What each sector is made of

The shape families each sector is built from, and what the tool assumes about its season. These are the actual settings the simulation uses, read out of the engine rather than retyped, so this table cannot drift away from the code.

SectorShapesSeason
Technical distribution (valves, fittings, components, spare parts)S5-intermittent, S2-trapezoidNo seasonal pattern assumed
HVAC and seasonal equipmentS6-season-gated, S2-trapezoid, S1-slow-buildSeason gated: the launch month moves the answer
Building materials and sanitaryS2-trapezoid, S6-season-gated, S5-intermittentSeason gated: the launch month moves the answer
Electrical componentsS2-trapezoid, S5-intermittent, S1-slow-buildNo seasonal pattern assumed
Professional equipmentS1-slow-build, S4-triangleNo seasonal pattern assumed
Consumer durables import or brand distributionS4-triangle, S2-trapezoidNo seasonal pattern assumed
Private-label ecommerceS2-trapezoid, S4-triangleNo seasonal pattern assumed
Other or not sureS2-trapezoidNo seasonal pattern assumed

How wide the range is, and how much to trust it

The width of the band comes from one question, how new the product is to your range, and from one source. A survey of 168 firms reports forecast accuracy by newness class: 63% for a line extension, 47% for something new to the company, 40% for something new to the world (Kahn, 2002). Newness is the strongest documented driver of forecast error, so the tool asks about it directly rather than asking how confident you feel.

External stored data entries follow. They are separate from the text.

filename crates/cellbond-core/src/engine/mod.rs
//! # Engine Module
//!
//! Turns decoded inputs into measured cells and convergence verdicts.
//!
//! ## Architecture
//!
//! - **Configuration** ([`config`]) - Geometry tunables, the on-disk data layout and the
//!   report builder
//! - **Geometry** ([`geometry`]) - Cell reconstruction and the fixed bond recipe
//! - **Energy Analysis** ([`energy`]) - Minimum search and the curve-shape check
//! - **Progress Monitoring** ([`progress`]) - Callback hooks for front ends
//! - **Error Handling** ([`error`]) - Geometry and engine error types

pub mod config;
pub mod energy;
pub mod error;
pub mod geometry;
pub mod progress;
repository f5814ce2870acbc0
pub mod geometry;
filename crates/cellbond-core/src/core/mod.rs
//! # Core Module
//!
//! Stateless building blocks of the library: the text-file readers, the immutable data
//! models and the geometric primitives the engine composes.
//!
//! ## Architecture
//!
//! - **File Input** ([`io`]) - Tokenizer and fixed-layout decoders for structure files,
//!   convergence logs and batch entry lists
//! - **Data Models** ([`models`]) - Structure codes, lattices, reconstructed cells and
//!   convergence samples
//! - **Geometry** ([`utils`]) - Fractional wrapping, Cartesian projection, periodic
//!   re-centering and distances
//!
//! Nothing in this module touches the filesystem except the provided
//! [`io::traits::SimulationFile::read_from_path`].

pub mod io;
pub mod models;
pub mod utils;
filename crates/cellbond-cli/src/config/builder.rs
use super::defaults::DefaultsConfig;
use super::file::FileConfig;
use super::models::AppConfig;
use crate::cli::ReportArgs;
use crate::error::{CliError, Result};
use crate::utils::parser::{self, ParseError};
use cellbond::engine::config::{GeometryConfig, ReportConfigBuilder};
use tracing::debug;

pub fn build_config(args: &ReportArgs) -> Result<AppConfig> {
    let defaults = DefaultsConfig::default();

    let file_config = match &args.config {
        Some(config_path) => FileConfig::from_file(config_path)?,
        None => FileConfig::default(),
    };
    let mut file_config = apply_set_values(file_config, &args.set_values)?;

    let data = file_config.data.take().unwrap_or_default();
    let geometry_file = file_config.geometry.take().unwrap_or_default();
    let output = file_config.output.take().unwrap_or_default();

    let geometry = GeometryConfig {
        wrap_tolerance: geometry_file
            .wrap_tolerance
            .unwrap_or(defaults.wrap_tolerance),
        base_sites: geometry_file.base_sites.unwrap_or(defaults.base_sites),
    };

    let entries_path = args
        .entries
        .clone()
        .or(data.entries)
        .unwrap_or(defaults.entries);
    let output_path = args
        .output
        .clone()
        .or(output.report)
        .unwrap_or(defaults.report);
    let summary_path = args.summary.clone().or(output.summary);
    let parallel = args.parallel || output.parallel.unwrap_or(defaults.parallel);

    let core_config = ReportConfigBuilder::new()
        .geometry(geometry)
        .poscar_dir(data.poscar_dir.unwrap_or(defaults.poscar_dir))
        .poscar_prefix(data.poscar_prefix.unwrap_or(defaults.poscar_prefix))
        .etot_dir(data.etot_dir.unwrap_or(defaults.etot_dir))
        .etot_extension(data.etot_extension.unwrap_or(defaults.etot_extension))
        .aux_dir(data.aux_dir.unwrap_or(defaults.aux_dir))
        .aux_files(data.aux_files.unwrap_or(defaults.aux_files))
        .entries_path(entries_path)
        .output_path(output_path)
        .summary_path(summary_path)
        .parallel(parallel)
        .build()
        .map_err(|e| CliError::Config(e.to_string()))?;

    debug!(?core_config, "Report configuration assembled.");
    Ok(AppConfig {
        config_file: args.config.clone(),
        core_config,
    })
}

/// Geometry settings for single-file commands, which take no config file.
pub fn build_geometry_config(wrap_tolerance: Option<f64>) -> Result<GeometryConfig> {
    let defaults = DefaultsConfig::default();
    let geometry = GeometryConfig {
        wrap_tolerance: wrap_tolerance.unwrap_or(defaults.wrap_tolerance),
        base_sites: defaults.base_sites,
    };
    geometry
        .validate()
        .map_err(|e| CliError::Config(e.to_string()))?;
    Ok(geometry)
}

fn apply_set_values(mut config: FileConfig, set_values: &[String]) -> Result<FileConfig> {
    for kv_pair in set_values {
        let (key, value) = parser::parse_key_value(kv_pair).map_err(config_error)?;
        debug!(key, value, "Applying --set override.");

        match key {
            "data.poscar-dir" => data(&mut config).poscar_dir = Some(value.into()),
            "data.poscar-prefix" => data(&mut config).poscar_prefix = Some(value.to_string()),
            "data.etot-dir" => data(&mut config).etot_dir = Some(value.into()),
            "data.etot-extension" => data(&mut config).etot_extension = Some(value.to_string()),
            "data.aux-dir" => data(&mut config).aux_dir = Some(value.into()),
            "data.aux-files" => data(&mut config).aux_files = Some(parser::parse_list(value)),
            "data.entries" => data(&mut config).entries = Some(value.into()),
            "geometry.wrap-tolerance" => {
                config
                    .geometry
                    .get_or_insert_with(Default::default)
                    .wrap_tolerance =
                    Some(parser::parse_value(key, value, "float").map_err(config_error)?);
            }
            "geometry.base-sites" => {
                config
                    .geometry
                    .get_or_insert_with(Default::default)
                    .base_sites =
                    Some(parser::parse_value(key, value, "integer").map_err(config_error)?);
            }
            "output.report" => output(&mut config).report = Some(value.into()),
            "output.summary" => output(&mut config).summary = Some(value.into()),
            "output.parallel" => {
                output(&mut config).parallel =
                    Some(parser::parse_value(key, value, "boolean").map_err(config_error)?);
            }
            _ => {
                return Err(CliError::Config(format!(
                    "Unsupported configuration key for --set: '{}'",
                    key
                )));
            }
        }
    }
    Ok(config)
}

fn data(config: &mut FileConfig) -> &mut super::file::FileDataConfig {
    config.data.get_or_insert_with(Default::default)
}

fn output(config: &mut FileConfig) -> &mut super::file::FileOutputConfig {
    config.output.get_or_insert_with(Default::default)
}

fn config_error(e: ParseError) -> CliError {
    CliError::Config(e.to_string())
}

Turning an accuracy percentage into a range is our step, not the survey's, and it is the single assumption with the most leverage over every number the tool produces. It is written down as such. Sectors deliberately do not add a second width on top: the sector figures published anywhere were themselves inferred from the same survey, so adding them would count one piece of evidence twice and make every range look wider than the evidence supports.

So read the range as scenarios, not as probabilities. When the tool says P10 and P90 it means the low and high ends of the spread it explored, and we have not checked how often real launches land inside that spread, because doing so needs the backtesting that is not built yet. What the survey supports firmly is the order: a variant of something you already sell is more predictable than something new to you, which is more predictable than something new to the market. The tool asks for that ordering and uses it. The exact width attached to each step is our arithmetic on top of it, and it is the first thing that should be replaced by measurement rather than defended.

What this cannot tell you

  • Whether your product is like the sector. These are patterns for a category, not a forecast of your item. The tool says so on the result and it is not false modesty.
  • Anything about your customers. A named customer waiting on the launch, a project that will absorb half the order, a competitor discontinuing theirs: all of that beats a sector pattern, and none of it is in here.
  • Seasonal magnitudes. The seasonal shapes are right in kind and ours in size. They are the numbers we would replace first given real category history.

The honest summary is that these are informed starting points, better than a single average and much worse than your own launch history. If you have that history, use Company data instead and this page becomes irrelevant to you, which is the intended outcome.